But it is England which, more than any other country, has been distinguished for the stern delight of slaughtering men with the pretended sword of the law. Without mentioning the immense number of princes of the blood, peers of the realm, and eminent citizens, who have perished by a public death on the scaffold, it is sufficient to call to mind the execution of Queen Anne Boleyn, Queen Catherine Howard, Lady Jane Grey, Queen Mary Stuart, and King Charles I, in order to justify the sarcasm which has been frequently applied, that the history of England ought to be written by the executioner.

Next to that island, it is alleged that France is the country in which capital punishments have been most common. I shall say nothing of that of Queen Brunehaut, for I do not believe it. I pass by innumerable scaffolds, and stop before that of Count Montecuculi, who was cut into quarters in the presence of Francis I. and his whole court, because Francis, the dauphin, had died of pleurisy.

That event occurred in 1536. Charles V., victorious on all the coasts of Europe and Africa, was then ravaging both Provence and Picardy. During that campaign which commenced advantageously for him, the young dauphin, eighteen years of age, becomes heated at a game of tennis, in the small city of Tournon. When in high perspiration he drinks iced water, and in the course of five days dies of the pleurisy. The whole court and all France exclaim that the Emperor Charles V. had caused the dauphin of France to be poisoned. This accusation, equally horrible and absurd, has been repeated from time to time down to the present. Malherbe, in one of his odes, speaks of Francis, whom Castile, unequal to cope with in arms, bereaved of his son.

We will not stop to examine whether the emperor was unequal to the arms of Francis I., because he left Provence after having completely sacked it, nor whether to poison a dauphin is to steal him; but these bad lines decidedly show that the poisoning of the dauphin Francis by Charles V. was received throughout France as an indisputable truth.

Daniel does not exculpate the emperor. Henault, in his "Chronological Summary," says: "Francis, the dauphin, poisoned." It is thus that all writers copy from one another. At length the author of the "History of Francis I." ventures, like myself, to investigate the fact.

It is certain that Count Montecuculi, who was in the service of the dauphin, was condemned by certain commissioners to be quartered, as guilty of having poisoned that prince.

Historians say that this Montecuculi was his cup-bearer. The dauphins have no such officer: but I will admit that they had. How could that gentleman, just at the instant, have mixed up poison in a glass of fresh water? Did he always carry poison in his pocket, ready whenever his master might call for drink? He was not the only person present with the dauphin, who was, it appears, wiped and rubbed dry by some of his attendants after the game of tennis was finished. The surgeons who opened the body declared, it is said, that the prince had taken arsenic. Had the prince done so, he must have felt intolerable pains about his throat, the water would have been colored, and the case would not have been treated as one of pleurisy.
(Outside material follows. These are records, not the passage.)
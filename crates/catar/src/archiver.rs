use std::fs::File;
use std::io::{BufReader, BufWriter, Write};
use std::path::Path;

use crate::error::Result;
use crate::{codec, walk, Catalog};

/// Builds a catalog from `paths` and writes the archive to `archive_name`,
/// creating or truncating it. Any failure leaves a corrupt artifact behind;
/// the caller retries from scratch rather than repairing.
pub fn pack(archive_name: &Path, paths: &[String]) -> Result<()> {
    let catalog = walk::catalog_from_paths(paths)?;
    let mut w = BufWriter::new(File::create(archive_name)?);
    codec::encode(&mut w, &catalog)?;
    w.flush()?;
    Ok(())
}

/// Recreates the archived tree under `directory`, which must already exist.
pub fn unpack(archive_name: &Path, directory: &Path) -> Result<()> {
    let mut r = BufReader::new(File::open(archive_name)?);
    let catalog = codec::read_catalog(&mut r)?;
    codec::extract(&mut r, &catalog, directory)
}

/// Reads only the catalog header and returns it; the payload blocks are
/// never touched and nothing is created on the filesystem.
pub fn list(archive_name: &Path) -> Result<Catalog> {
    let mut r = BufReader::new(File::open(archive_name)?);
    codec::read_catalog(&mut r)
}

#[cfg(test)]
mod tests {
    use super::*;
    use std::env;
    use std::fs;
    use tempfile::tempdir;

    // The only test that relies on the working directory; everything else
    // in the crate uses absolute paths.
    #[test]
    fn round_trip_preserves_names_nesting_and_bytes() {
        let src = tempdir().unwrap();
        fs::write(src.path().join("a.txt"), b"abc").unwrap();
        fs::create_dir(src.path().join("d")).unwrap();
        fs::write(src.path().join("d/b.txt"), b"x").unwrap();
        fs::create_dir(src.path().join("d/e")).unwrap();
        fs::write(src.path().join("d/e/c.bin"), vec![0u8; 20_000]).unwrap();

        let scratch = tempdir().unwrap();
        let archive = scratch.path().join("tree.catar");
        let out = scratch.path().join("out");
        fs::create_dir(&out).unwrap();

        env::set_current_dir(src.path()).unwrap();
        pack(&archive, &["a.txt".to_string(), "d".to_string()]).unwrap();
        unpack(&archive, &out).unwrap();

        assert_eq!(fs::read(out.join("a.txt")).unwrap(), b"abc");
        assert_eq!(fs::read(out.join("d/b.txt")).unwrap(), b"x");
        assert_eq!(fs::read(out.join("d/e/c.bin")).unwrap(), vec![0u8; 20_000]);

        let catalog = list(&archive).unwrap();
        let names: Vec<&str> = catalog.entries().iter().map(|e| e.name.as_str()).collect();
        assert_eq!(names[0], "a.txt");
        let d = names.iter().position(|n| *n == "d").unwrap();
        assert!(d < names.iter().position(|n| *n == "d/b.txt").unwrap());
        assert!(d < names.iter().position(|n| *n == "d/e").unwrap());
    }

    #[test]
    fn list_is_read_only_and_in_catalog_order() {
        let src = tempdir().unwrap();
        let one = src.path().join("one.txt");
        let two = src.path().join("two.txt");
        fs::write(&one, b"1").unwrap();
        fs::write(&two, b"22").unwrap();

        let archive = src.path().join("files.catar");
        let names = vec![
            one.to_string_lossy().into_owned(),
            two.to_string_lossy().into_owned(),
        ];
        pack(&archive, &names).unwrap();

        let before: Vec<_> = fs::read_dir(src.path())
            .unwrap()
            .map(|e| e.unwrap().file_name())
            .collect();

        let catalog = list(&archive).unwrap();
        let listed: Vec<&str> = catalog.entries().iter().map(|e| e.name.as_str()).collect();
        assert_eq!(listed, names.iter().map(String::as_str).collect::<Vec<_>>());

        let after: Vec<_> = fs::read_dir(src.path())
            .unwrap()
            .map(|e| e.unwrap().file_name())
            .collect();
        assert_eq!(before, after);
        assert_eq!(fs::read(&one).unwrap(), b"1");
    }

    #[test]
    fn unpacking_twice_into_the_same_target_fails() {
        let src = tempdir().unwrap();
        let file = src.path().join("once.txt");
        fs::write(&file, b"once").unwrap();

        let archive = src.path().join("once.catar");
        pack(&archive, &[file.to_string_lossy().into_owned()]).unwrap();

        let out = tempdir().unwrap();
        unpack(&archive, out.path()).unwrap();
        assert!(unpack(&archive, out.path()).is_err());
    }

    #[test]
    fn packing_a_missing_input_fails() {
        let scratch = tempdir().unwrap();
        let archive = scratch.path().join("x.catar");
        let gone = scratch.path().join("gone.txt");
        assert!(pack(&archive, &[gone.to_string_lossy().into_owned()]).is_err());
    }
}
The surgeons were ignorant pretenders, who said just what they were desired to say; a fact which happens every day.

What interest could this officer have in destroying his master? Who was more likely to advance his fortune? But, it is said, it was intended also to poison the king. Here is a new difficulty and a new improbability.

Who was to compensate him for this double crime? Charles V., it is replied--another improbability equally strong. Why begin with a youth only eighteen years and a half old, and who, moreover, had two brothers? How was the king to be got at? Montecuculi did not wait at his table.

Charles V. had nothing to gain by taking away the life of the young dauphin, who had never drawn a sword, and who certainly would have had powerful avengers. It would have been a crime at once base and useless. He did not fear the father, we are to believe, the bravest knight of the French court; yet he was afraid of the son, who had scarcely reached beyond the age of childhood!

But, we are informed, this Montecuculi, on the occasion of a journey to Ferrara, his own country, was presented to the emperor, and that that monarch asked him numerous questions relating to the magnificence of the king's table and the economy of his household. This certainly is decisive evidence that the Italian was engaged by Charles V. to poison the royal family!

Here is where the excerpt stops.